> What is expected: Go through the data below and gather each line containing "literal".
[[ Information open ]]
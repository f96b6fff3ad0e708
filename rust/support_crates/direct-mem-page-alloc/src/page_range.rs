/// Checks that `[ptr, ptr + size)` covers whole pages of `page_size` bytes.
#[cfg_attr(not(any(target_os = "linux", windows)), allow(dead_code))]
pub(crate) fn check_page_range(
    ptr: *mut std::ffi::c_void,
    size: usize,
    page_size: usize,
) -> std::io::Result<()> {
    if ptr.is_null() {
        return Err(std::io::Error::new(
            std::io::ErrorKind::InvalidInput,
            "null page range",
        ));
    }
    if !(ptr as usize).is_multiple_of(page_size) {
        return Err(std::io::Error::new(
            std::io::ErrorKind::InvalidInput,
            "page range is not page-aligned",
        ));
    }
    if size == 0 || !size.is_multiple_of(page_size) {
        return Err(std::io::Error::new(
            std::io::ErrorKind::InvalidInput,
            "page range size is not a non-zero multiple of the page size",
        ));
    }
    Ok(())
}

#[cfg(test)]
mod tests {
    use super::check_page_range;

    const PAGE: usize = 4096;

    #[test]
    fn test_check_page_range() {
        let aligned = (PAGE * 16) as *mut std::ffi::c_void;
        assert!(check_page_range(aligned, PAGE, PAGE).is_ok());
        assert!(check_page_range(aligned, PAGE * 3, PAGE).is_ok());

        let err = check_page_range(std::ptr::null_mut(), PAGE, PAGE).unwrap_err();
        assert_eq!(err.kind(), std::io::ErrorKind::InvalidInput);

        let misaligned = (PAGE * 16 + 8) as *mut std::ffi::c_void;
        assert!(check_page_range(misaligned, PAGE, PAGE).is_err());

        assert!(check_page_range(aligned, 0, PAGE).is_err());
        assert!(check_page_range(aligned, PAGE + 1, PAGE).is_err());
    }
}
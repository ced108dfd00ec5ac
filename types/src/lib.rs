//! Ledger vocabulary shared by every mini-protocol crate.
//!
//! Downstream code programs against these types regardless of which wire
//! schema the connected node speaks: amounts, chain points, multi-asset
//! values, transactions, and era-tagged blocks.

pub mod amount;
pub mod block;
pub mod error;
pub mod point;
pub mod transaction;
pub mod value;

pub use amount::Amount;
pub use block::{Block, BlockBody, BlockHeader, Era};
pub use error::{DecodeError, ParseAmountError, UnknownEra};
pub use point::{Point, Tip, ORIGIN};
pub use transaction::{Transaction, TxIn, TxOut};
pub use value::{AssetId, Value, ADA, LOVELACE};
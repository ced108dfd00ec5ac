//! Chain-sync mini-protocol.
//!
//! The node speaks either the legacy or the current schema; consumers only
//! ever see [`ChainSyncEvent`] / [`LegacyResponse`]. Current-schema replies are
//! normalized by [`translate`], which infers the event from field presence in
//! a fixed precedence order (error > intersection > direction).

pub mod current;
pub mod decode;
pub mod error;
pub mod legacy;
pub mod request;
pub mod translate;

pub use current::CurrentResponse;
pub use decode::decode_response;
pub use error::ChainSyncError;
pub use legacy::{ChainSyncEvent, LegacyResponse};
pub use translate::{decode_point, translate, translate_event};
//! Decode errors shared across the mini-protocol crates.

use thiserror::Error;

/// A required field was missing or had the wrong shape.
///
/// Every variant names the offending field as a dotted path from the root of
/// the payload (e.g. `result.block.era`), so a failure can be traced back to
/// the exact spot in the node's reply.
#[derive(Clone, Debug, PartialEq, Eq, Error)]
pub enum DecodeError {
    #[error("missing field `{path}`")]
    MissingField { path: String },

    #[error("field `{path}`: expected {expected}")]
    WrongType { path: String, expected: &'static str },

    #[error("field `{path}`: invalid amount literal {literal:?}")]
    InvalidAmount { path: String, literal: String },

    #[error("field `{path}`: unknown era {era:?}")]
    UnknownEra { path: String, era: String },

    #[error("field `{path}`: invalid point: {reason}")]
    InvalidPoint { path: String, reason: String },

    #[error("field `{path}`: {message}")]
    Invalid { path: String, message: String },
}

impl DecodeError {
    pub fn missing(path: impl Into<String>) -> Self {
        Self::MissingField { path: path.into() }
    }

    pub fn wrong_type(path: impl Into<String>, expected: &'static str) -> Self {
        Self::WrongType {
            path: path.into(),
            expected,
        }
    }

    pub fn invalid(path: impl Into<String>, message: impl ToString) -> Self {
        Self::Invalid {
            path: path.into(),
            message: message.to_string(),
        }
    }

    /// The dotted path of the field that failed to decode.
    pub fn path(&self) -> &str {
        match self {
            Self::MissingField { path }
            | Self::WrongType { path, .. }
            | Self::InvalidAmount { path, .. }
            | Self::UnknownEra { path, .. }
            | Self::InvalidPoint { path, .. }
            | Self::Invalid { path, .. } => path,
        }
    }

    /// Prefix the path with a parent segment.
    pub fn within(self, parent: &str) -> Self {
        let join = |path: String| {
            if path.is_empty() {
                parent.to_string()
            } else {
                format!("{parent}.{path}")
            }
        };
        match self {
            Self::MissingField { path } => Self::MissingField { path: join(path) },
            Self::WrongType { path, expected } => Self::WrongType {
                path: join(path),
                expected,
            },
            Self::InvalidAmount { path, literal } => Self::InvalidAmount {
                path: join(path),
                literal,
            },
            Self::UnknownEra { path, era } => Self::UnknownEra {
                path: join(path),
                era,
            },
            Self::InvalidPoint { path, reason } => Self::InvalidPoint {
                path: join(path),
                reason,
            },
            Self::Invalid { path, message } => Self::Invalid {
                path: join(path),
                message,
            },
        }
    }
}

/// A string could not be parsed as a base-10 integer literal.
#[derive(Clone, Debug, PartialEq, Eq, Error)]
#[error("invalid amount literal {0:?}")]
pub struct ParseAmountError(pub String);

/// An era name outside the fixed set of protocol eras.
#[derive(Clone, Debug, PartialEq, Eq, Error)]
#[error("unknown era {0:?}")]
pub struct UnknownEra(pub String);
[[ Information closed ]]
> Solved exercise:
    #[error("field `{path}`: invalid amount literal {literal:?}")]
    InvalidAmount { path: String, literal: String },
            Self::InvalidAmount { path, literal } => Self::InvalidAmount {
                literal,
/// A string could not be parsed as a base-10 integer literal.
#[error("invalid amount literal {0:?}")]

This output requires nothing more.